Where does the string "LoadedSample" appear in the records? Copy each line that holds it.

┌─ DATASET CONTENT

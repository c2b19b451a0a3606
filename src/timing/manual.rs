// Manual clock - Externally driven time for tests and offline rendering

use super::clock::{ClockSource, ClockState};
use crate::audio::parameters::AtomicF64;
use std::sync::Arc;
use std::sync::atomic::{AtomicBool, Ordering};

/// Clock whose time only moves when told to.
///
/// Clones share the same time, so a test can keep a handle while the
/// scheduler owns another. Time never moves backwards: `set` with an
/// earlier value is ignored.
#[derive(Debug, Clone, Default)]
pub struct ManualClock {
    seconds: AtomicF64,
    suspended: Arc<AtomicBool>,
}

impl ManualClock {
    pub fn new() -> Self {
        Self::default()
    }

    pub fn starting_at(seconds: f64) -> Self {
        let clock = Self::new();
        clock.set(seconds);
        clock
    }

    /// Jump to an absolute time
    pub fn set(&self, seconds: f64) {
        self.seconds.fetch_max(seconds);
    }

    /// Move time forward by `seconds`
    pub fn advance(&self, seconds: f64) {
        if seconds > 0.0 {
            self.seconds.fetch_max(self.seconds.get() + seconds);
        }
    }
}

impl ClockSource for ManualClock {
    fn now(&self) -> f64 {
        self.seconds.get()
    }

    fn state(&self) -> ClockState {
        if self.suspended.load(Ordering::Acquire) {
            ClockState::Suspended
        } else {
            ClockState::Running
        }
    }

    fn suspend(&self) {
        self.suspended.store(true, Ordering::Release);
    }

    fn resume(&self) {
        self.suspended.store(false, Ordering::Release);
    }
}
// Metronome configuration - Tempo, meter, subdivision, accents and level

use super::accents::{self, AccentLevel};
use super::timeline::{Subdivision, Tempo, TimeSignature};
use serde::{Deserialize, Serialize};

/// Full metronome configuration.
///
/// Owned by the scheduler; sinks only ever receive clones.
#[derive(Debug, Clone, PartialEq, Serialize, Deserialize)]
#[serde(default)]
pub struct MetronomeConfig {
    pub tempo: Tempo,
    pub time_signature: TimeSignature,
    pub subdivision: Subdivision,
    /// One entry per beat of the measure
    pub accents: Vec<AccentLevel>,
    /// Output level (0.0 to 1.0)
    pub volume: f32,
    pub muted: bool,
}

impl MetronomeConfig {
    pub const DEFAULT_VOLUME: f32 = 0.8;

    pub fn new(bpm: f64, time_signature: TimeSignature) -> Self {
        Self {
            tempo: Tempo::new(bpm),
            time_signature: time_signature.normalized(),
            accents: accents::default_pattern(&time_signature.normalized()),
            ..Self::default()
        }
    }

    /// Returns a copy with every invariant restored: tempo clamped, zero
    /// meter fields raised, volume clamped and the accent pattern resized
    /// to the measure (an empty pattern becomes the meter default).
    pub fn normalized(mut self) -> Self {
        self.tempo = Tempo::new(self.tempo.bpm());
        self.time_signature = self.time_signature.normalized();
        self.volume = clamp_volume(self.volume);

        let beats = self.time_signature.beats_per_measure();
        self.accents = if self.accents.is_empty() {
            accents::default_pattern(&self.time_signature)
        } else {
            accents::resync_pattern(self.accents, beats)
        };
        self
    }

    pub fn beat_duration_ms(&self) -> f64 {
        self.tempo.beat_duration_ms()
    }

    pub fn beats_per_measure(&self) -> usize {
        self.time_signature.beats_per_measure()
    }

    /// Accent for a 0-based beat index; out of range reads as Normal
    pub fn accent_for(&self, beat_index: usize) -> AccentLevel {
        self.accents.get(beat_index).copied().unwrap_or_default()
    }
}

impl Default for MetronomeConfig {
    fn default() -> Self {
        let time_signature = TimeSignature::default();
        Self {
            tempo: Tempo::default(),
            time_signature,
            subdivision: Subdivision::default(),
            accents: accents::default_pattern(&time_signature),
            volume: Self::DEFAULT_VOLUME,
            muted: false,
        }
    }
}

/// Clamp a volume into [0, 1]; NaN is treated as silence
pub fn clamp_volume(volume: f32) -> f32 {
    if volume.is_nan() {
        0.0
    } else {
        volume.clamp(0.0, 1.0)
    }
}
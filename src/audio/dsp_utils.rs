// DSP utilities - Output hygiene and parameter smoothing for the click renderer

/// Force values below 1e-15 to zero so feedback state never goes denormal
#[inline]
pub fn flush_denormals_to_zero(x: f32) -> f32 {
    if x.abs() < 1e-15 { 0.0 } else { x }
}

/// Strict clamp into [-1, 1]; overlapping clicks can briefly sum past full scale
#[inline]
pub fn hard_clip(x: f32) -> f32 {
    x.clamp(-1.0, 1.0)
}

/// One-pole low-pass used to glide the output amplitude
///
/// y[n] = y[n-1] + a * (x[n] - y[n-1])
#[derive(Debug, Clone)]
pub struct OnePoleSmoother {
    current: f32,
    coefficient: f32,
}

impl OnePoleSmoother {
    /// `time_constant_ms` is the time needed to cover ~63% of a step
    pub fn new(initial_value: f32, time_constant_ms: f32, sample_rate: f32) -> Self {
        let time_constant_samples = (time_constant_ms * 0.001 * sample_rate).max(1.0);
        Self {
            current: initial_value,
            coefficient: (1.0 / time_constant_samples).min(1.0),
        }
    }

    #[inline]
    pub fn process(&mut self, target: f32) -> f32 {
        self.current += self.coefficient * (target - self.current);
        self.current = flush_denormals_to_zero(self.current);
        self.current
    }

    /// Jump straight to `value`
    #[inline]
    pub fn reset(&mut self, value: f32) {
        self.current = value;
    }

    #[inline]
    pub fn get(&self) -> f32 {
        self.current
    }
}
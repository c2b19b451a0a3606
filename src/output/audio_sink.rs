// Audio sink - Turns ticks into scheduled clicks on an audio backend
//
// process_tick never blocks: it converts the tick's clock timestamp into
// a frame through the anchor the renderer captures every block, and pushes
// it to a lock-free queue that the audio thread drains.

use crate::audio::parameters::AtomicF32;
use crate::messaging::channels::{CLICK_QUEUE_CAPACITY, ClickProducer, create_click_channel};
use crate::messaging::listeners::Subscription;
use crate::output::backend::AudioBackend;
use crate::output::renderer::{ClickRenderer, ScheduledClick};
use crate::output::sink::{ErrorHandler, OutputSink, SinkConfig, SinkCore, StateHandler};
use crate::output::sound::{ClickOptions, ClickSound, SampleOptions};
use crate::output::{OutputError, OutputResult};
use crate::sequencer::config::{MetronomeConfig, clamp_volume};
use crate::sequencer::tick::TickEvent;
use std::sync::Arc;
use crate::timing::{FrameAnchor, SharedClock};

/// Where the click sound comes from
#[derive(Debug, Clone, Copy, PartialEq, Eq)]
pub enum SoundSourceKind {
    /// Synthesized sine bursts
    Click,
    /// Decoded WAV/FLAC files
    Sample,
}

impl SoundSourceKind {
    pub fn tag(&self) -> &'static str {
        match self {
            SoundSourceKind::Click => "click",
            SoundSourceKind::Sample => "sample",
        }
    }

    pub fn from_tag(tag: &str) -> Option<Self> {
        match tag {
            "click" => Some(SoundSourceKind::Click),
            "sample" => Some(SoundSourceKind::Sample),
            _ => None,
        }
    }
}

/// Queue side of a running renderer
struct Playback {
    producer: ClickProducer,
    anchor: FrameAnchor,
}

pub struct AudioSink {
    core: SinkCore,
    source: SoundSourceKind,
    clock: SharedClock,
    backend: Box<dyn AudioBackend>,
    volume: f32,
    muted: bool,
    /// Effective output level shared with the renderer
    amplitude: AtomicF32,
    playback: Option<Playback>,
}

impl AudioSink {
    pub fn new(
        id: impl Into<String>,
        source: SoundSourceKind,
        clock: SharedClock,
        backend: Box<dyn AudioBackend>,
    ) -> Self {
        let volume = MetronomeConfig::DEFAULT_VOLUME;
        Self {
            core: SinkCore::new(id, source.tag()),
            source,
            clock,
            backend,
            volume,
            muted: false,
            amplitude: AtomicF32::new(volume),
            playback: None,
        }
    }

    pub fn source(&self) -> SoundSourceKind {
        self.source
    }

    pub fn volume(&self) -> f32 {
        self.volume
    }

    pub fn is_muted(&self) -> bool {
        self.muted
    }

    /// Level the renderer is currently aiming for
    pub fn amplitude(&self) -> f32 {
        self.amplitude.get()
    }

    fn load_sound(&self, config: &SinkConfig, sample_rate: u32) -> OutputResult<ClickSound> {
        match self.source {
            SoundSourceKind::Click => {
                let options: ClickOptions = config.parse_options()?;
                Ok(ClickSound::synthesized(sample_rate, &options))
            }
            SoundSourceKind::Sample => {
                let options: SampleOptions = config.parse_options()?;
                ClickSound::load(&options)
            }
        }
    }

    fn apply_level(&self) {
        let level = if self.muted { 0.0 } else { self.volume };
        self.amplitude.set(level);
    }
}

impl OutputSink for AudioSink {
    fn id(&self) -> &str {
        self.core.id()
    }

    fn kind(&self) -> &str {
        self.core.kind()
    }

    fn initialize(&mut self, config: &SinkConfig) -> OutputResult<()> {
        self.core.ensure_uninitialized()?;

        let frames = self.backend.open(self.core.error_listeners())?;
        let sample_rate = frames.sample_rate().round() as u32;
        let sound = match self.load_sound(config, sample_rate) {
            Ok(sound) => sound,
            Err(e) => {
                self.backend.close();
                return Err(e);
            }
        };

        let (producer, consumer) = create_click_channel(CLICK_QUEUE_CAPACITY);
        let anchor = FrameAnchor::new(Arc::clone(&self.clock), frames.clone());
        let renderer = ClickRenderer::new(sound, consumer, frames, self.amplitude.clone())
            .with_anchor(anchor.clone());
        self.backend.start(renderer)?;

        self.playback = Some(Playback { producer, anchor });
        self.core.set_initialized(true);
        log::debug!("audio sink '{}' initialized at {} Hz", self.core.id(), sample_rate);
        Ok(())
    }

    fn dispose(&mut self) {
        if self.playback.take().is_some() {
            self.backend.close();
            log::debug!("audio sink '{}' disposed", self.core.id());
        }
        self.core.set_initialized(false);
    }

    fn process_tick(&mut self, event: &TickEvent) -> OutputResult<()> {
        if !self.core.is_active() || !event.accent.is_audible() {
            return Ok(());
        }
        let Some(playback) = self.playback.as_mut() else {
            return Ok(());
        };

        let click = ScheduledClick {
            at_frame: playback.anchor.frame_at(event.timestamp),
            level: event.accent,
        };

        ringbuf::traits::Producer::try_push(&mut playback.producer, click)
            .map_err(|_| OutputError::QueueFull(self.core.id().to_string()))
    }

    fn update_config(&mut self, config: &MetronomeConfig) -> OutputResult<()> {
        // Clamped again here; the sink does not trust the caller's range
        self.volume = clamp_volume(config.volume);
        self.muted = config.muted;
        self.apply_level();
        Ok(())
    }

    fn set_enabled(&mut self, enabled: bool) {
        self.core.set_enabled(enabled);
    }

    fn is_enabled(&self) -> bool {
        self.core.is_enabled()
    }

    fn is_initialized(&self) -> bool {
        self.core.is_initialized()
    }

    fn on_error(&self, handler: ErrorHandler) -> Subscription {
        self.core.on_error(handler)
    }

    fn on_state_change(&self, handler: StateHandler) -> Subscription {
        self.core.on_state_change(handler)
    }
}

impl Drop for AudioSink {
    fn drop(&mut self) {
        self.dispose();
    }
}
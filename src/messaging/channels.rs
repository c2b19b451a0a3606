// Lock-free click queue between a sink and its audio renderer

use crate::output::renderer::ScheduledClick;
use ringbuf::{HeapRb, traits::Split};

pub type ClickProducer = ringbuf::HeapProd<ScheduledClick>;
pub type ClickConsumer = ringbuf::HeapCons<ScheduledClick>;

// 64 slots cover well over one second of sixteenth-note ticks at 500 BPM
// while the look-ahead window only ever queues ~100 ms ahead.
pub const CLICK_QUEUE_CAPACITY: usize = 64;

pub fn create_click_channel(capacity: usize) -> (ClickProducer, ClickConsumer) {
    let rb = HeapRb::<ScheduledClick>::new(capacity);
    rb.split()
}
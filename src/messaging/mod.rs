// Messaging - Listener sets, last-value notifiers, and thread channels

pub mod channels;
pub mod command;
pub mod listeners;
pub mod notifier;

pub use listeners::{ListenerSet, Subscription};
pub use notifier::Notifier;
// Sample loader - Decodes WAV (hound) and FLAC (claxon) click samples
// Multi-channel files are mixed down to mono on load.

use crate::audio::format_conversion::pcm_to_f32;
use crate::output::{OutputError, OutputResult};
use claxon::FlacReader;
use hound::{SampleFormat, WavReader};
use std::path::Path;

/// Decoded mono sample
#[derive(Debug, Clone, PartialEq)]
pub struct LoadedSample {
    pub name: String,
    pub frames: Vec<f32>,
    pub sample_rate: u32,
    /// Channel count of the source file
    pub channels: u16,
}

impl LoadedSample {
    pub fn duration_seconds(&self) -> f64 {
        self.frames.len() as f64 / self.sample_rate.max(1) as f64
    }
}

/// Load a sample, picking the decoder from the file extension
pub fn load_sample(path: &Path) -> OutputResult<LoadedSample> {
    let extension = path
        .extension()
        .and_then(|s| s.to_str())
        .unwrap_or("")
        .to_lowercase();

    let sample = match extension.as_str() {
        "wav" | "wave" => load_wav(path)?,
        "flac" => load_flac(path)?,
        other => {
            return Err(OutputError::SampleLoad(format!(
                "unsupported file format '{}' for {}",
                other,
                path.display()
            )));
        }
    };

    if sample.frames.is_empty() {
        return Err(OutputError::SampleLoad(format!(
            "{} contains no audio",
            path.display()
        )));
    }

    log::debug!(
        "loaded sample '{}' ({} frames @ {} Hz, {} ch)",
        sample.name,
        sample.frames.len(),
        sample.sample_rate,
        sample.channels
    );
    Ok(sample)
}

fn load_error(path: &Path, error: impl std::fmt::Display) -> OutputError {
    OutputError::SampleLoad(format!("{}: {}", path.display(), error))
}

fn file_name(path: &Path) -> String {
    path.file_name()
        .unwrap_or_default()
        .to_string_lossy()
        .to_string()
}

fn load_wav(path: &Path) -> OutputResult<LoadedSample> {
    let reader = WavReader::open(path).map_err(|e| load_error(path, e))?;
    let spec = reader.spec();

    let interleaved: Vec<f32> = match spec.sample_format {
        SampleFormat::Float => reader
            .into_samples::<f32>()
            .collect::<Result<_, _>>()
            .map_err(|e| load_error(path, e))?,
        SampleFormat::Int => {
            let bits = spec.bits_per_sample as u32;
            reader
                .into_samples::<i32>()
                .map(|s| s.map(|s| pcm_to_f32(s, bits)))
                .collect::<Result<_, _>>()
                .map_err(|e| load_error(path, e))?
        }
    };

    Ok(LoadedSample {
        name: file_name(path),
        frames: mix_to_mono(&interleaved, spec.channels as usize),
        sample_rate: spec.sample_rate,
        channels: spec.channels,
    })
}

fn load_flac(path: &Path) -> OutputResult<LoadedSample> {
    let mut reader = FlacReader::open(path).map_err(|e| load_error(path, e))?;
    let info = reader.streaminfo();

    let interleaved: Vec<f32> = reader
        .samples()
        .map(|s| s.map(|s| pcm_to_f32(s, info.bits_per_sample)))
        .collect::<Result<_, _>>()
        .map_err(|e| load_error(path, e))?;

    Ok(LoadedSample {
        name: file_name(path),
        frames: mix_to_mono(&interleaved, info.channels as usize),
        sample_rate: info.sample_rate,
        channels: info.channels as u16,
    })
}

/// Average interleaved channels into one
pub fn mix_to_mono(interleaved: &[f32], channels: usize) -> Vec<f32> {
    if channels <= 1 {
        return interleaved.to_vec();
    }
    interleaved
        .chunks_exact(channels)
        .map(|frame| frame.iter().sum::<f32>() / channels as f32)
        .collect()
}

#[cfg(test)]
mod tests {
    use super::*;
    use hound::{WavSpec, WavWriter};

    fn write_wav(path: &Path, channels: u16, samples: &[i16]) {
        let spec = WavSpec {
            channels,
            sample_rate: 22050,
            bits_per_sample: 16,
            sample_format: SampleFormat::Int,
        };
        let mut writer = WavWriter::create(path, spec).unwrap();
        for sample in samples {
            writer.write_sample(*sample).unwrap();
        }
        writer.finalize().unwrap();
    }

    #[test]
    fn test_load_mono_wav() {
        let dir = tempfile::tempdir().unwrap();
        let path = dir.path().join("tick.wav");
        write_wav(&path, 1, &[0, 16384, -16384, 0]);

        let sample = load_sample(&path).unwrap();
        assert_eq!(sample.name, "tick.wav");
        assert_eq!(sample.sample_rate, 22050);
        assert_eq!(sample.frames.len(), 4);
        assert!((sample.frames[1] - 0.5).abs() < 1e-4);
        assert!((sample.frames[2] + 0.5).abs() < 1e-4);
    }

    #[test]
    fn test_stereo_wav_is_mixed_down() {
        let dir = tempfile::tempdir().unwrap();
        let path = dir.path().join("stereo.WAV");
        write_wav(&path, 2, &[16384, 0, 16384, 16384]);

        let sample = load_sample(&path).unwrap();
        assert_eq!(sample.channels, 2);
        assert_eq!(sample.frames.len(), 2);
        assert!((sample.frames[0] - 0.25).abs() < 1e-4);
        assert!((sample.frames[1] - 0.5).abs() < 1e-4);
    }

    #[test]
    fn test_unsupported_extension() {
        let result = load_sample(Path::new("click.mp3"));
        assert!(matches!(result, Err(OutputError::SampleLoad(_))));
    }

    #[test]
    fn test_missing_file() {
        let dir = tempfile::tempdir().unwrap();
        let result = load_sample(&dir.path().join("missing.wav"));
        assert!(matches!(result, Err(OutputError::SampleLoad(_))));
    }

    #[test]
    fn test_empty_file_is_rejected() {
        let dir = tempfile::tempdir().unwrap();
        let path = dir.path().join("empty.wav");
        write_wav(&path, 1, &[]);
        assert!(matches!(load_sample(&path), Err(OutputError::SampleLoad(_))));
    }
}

└─

▶ COMPLETED EXERCISE
pub struct LoadedSample {
impl LoadedSample {
pub fn load_sample(path: &Path) -> OutputResult<LoadedSample> {
fn load_wav(path: &Path) -> OutputResult<LoadedSample> {
    Ok(LoadedSample {
fn load_flac(path: &Path) -> OutputResult<LoadedSample> {
    Ok(LoadedSample {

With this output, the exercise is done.